A commentary on the politics that followed the UK 2010, 2015 & 2017 elections

Contempt from both sides

Desperate times call for desperate measures.

Today we see the three “main” UK party leaders publishing a “Vow” in the Scottish newspapers designed to get Scots to vote “No”. This vow has not been through the House of Commons and there is no evidence that the (English dominated) House of Commons would support further concessions or appeasement (call it what you will) of “rebellious Scots” – particularly without the English getting similar concessions.

The problem is if you gave similar concessions to the English you would undermine the “vow” on offer to the Scots – you can’t give everyone a favourable financial settlement. The whole point of the Barnett formula is that money is taken off the English and given to the Scots – so we can’t all have a Barnett formula.

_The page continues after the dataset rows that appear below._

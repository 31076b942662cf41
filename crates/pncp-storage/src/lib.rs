//! HTTP fetch utilities and the JSON mirror store for the PNCP mirror.

use std::time::Duration;

use anyhow::Context;
use reqwest::StatusCode;
use serde_json::Value as JsonValue;
use thiserror::Error;
use tracing::{debug, info_span, warn, Instrument};

pub mod store;

pub use store::{PersistedStore, RefreshCursor, StoreShape};

pub const CRATE_NAME: &str = "pncp-storage";

/// Whether a failed attempt is worth repeating against the shared upstream.
#[derive(Debug, Clone, Copy, PartialEq, Eq)]
pub enum RetryDisposition {
    Retryable,
    NonRetryable,
}

impl RetryDisposition {
    /// Throttling (`429`) and gateway/server errors are transient; anything else is final.
    pub fn for_status(status: StatusCode) -> Self {
        match status {
            StatusCode::TOO_MANY_REQUESTS => Self::Retryable,
            s if s.is_server_error() => Self::Retryable,
            _ => Self::NonRetryable,
        }
    }

    /// Timeouts and connection failures are transient; decode or builder errors are not.
    pub fn for_error(err: &reqwest::Error) -> Self {
        if err.is_timeout() || err.is_connect() || err.is_request() {
            Self::Retryable
        } else {
            Self::NonRetryable
        }
    }
}

#[derive(Debug, Clone, Copy)]
pub struct BackoffPolicy {
    pub max_retries: usize,
    pub base_delay: Duration,
    pub max_delay: Duration,
}

impl Default for BackoffPolicy {
    fn default() -> Self {
        Self {
            max_retries: 5,
            base_delay: Duration::from_secs(1),
            max_delay: Duration::from_secs(30),
        }
    }
}

impl BackoffPolicy {
    /// `base * 2^attempt`, capped at `max_delay`.
    pub fn delay_for_attempt(&self, attempt: usize) -> Duration {
        let doubling = u32::try_from(attempt)
            .ok()
            .and_then(|n| 2u32.checked_pow(n))
            .unwrap_or(u32::MAX);
        self.base_delay.saturating_mul(doubling).min(self.max_delay)
    }

    fn allows_retry(&self, disposition: RetryDisposition, attempt: usize) -> bool {
        disposition == RetryDisposition::Retryable && attempt < self.max_retries
    }
}

#[derive(Debug, Clone)]
pub struct HttpClientConfig {
    pub timeout: Duration,
    pub user_agent: Option<String>,
    /// Pause taken before every request; the upstream API is shared and rate limited.
    pub cooldown: Duration,
    pub backoff: BackoffPolicy,
}

impl Default for HttpClientConfig {
    fn default() -> Self {
        Self {
            timeout: Duration::from_secs(30),
            user_agent: None,
            cooldown: Duration::from_millis(500),
            backoff: BackoffPolicy::default(),
        }
    }
}

/// Sequential JSON fetcher: one request at a time, each preceded by the cooldown.
#[derive(Debug, Clone)]
pub struct HttpFetcher {
    client: reqwest::Client,
    cooldown: Duration,
    backoff: BackoffPolicy,
}

#[derive(Debug, Clone)]
pub struct FetchedResponse {
    pub status: StatusCode,
    pub final_url: String,
    pub body: Vec<u8>,
}

impl FetchedResponse {
    /// Decodes the body; an empty body (e.g. `204`) decodes as `null`.
    pub fn json(&self) -> Result<JsonValue, serde_json::Error> {
        if self.body.iter().all(u8::is_ascii_whitespace) {
            return Ok(JsonValue::Null);
        }
        serde_json::from_slice(&self.body)
    }
}

#[derive(Debug, Error)]
pub enum FetchError {
    #[error("request failed after retries: {0}")]
    Request(#[from] reqwest::Error),
    #[error("http status {status} for {url}")]
    HttpStatus { status: u16, url: String },
}

impl FetchError {
    pub fn is_not_found(&self) -> bool {
        matches!(self, FetchError::HttpStatus { status: 404, .. })
    }
}

impl HttpFetcher {
    pub fn new(config: HttpClientConfig) -> anyhow::Result<Self> {
        let mut builder = reqwest::Client::builder()
            .gzip(true)
            .brotli(true)
            .timeout(config.timeout)
            .default_headers({
                let mut headers = reqwest::header::HeaderMap::new();
                headers.insert(
                    reqwest::header::ACCEPT,
                    reqwest::header::HeaderValue::from_static("application/json"),
                );
                headers
            });

        if let Some(user_agent) = &config.user_agent {
            builder = builder.user_agent(user_agent.clone());
        }

        let client = builder.build().context("building reqwest client")?;

        Ok(Self {
            client,
            cooldown: config.cooldown,
            backoff: config.backoff,
        })
    }

    pub async fn fetch(
        &self,
        url: &str,
        query: &[(&str, String)],
    ) -> Result<FetchedResponse, FetchError> {
        let span = info_span!("http_fetch", url);
        self.fetch_with_retries(url, query).instrument(span).await
    }

    async fn fetch_with_retries(
        &self,
        url: &str,
        query: &[(&str, String)],
    ) -> Result<FetchedResponse, FetchError> {
        if !self.cooldown.is_zero() {
            tokio::time::sleep(self.cooldown).await;
        }

        let mut attempt = 0usize;
        loop {
            match self.client.get(url).query(query).send().await {
                Ok(resp) => {
                    let status = resp.status();
                    let final_url = resp.url().to_string();

                    if status.is_success() {
                        let body = resp.bytes().await?.to_vec();
                        debug!(status = status.as_u16(), bytes = body.len(), "fetched");
                        return Ok(FetchedResponse {
                            status,
                            final_url,
                            body,
                        });
                    }

                    if self.backoff.allows_retry(RetryDisposition::for_status(status), attempt) {
                        let delay = self.backoff.delay_for_attempt(attempt);
                        warn!(status = status.as_u16(), attempt, ?delay, "retrying upstream status");
                        tokio::time::sleep(delay).await;
                        attempt += 1;
                        continue;
                    }

                    return Err(FetchError::HttpStatus {
                        status: status.as_u16(),
                        url: final_url,
                    });
                }
                Err(err) => {
                    if self.backoff.allows_retry(RetryDisposition::for_error(&err), attempt) {
                        let delay = self.backoff.delay_for_attempt(attempt);
                        warn!(error = %err, attempt, ?delay, "retrying request error");
                        tokio::time::sleep(delay).await;
                        attempt += 1;
                        continue;
                    }
                    return Err(FetchError::Request(err));
                }
            }
        }
    }
}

So what is the status of this “vow”?

It is an un-mandated un-negotiated promise made purely to try to win the Scottish Independence Referendum. A bit like Scotland’s Future is a set of aspirations which have yet to be negotiated between a Scotland headed for independence and the UK that will have just been rejected.

Salmond and Co have this idea that Scotland’s Future will be conceded by the UK as an act of benevolence. This is possibly just as misguided and just as misleading as the three (temporary) amigos’ vow in today’s papers.

Both sides seem to believe the people are stupid. Or is it now just a case of telling “your people” whatever they want to hear in the hope that this will get them out to vote on Thursday?

Whatever happens on Thursday, we now face the forced implementation of change on the UK which may well lack the support of the majority of the UK. This could get ugly.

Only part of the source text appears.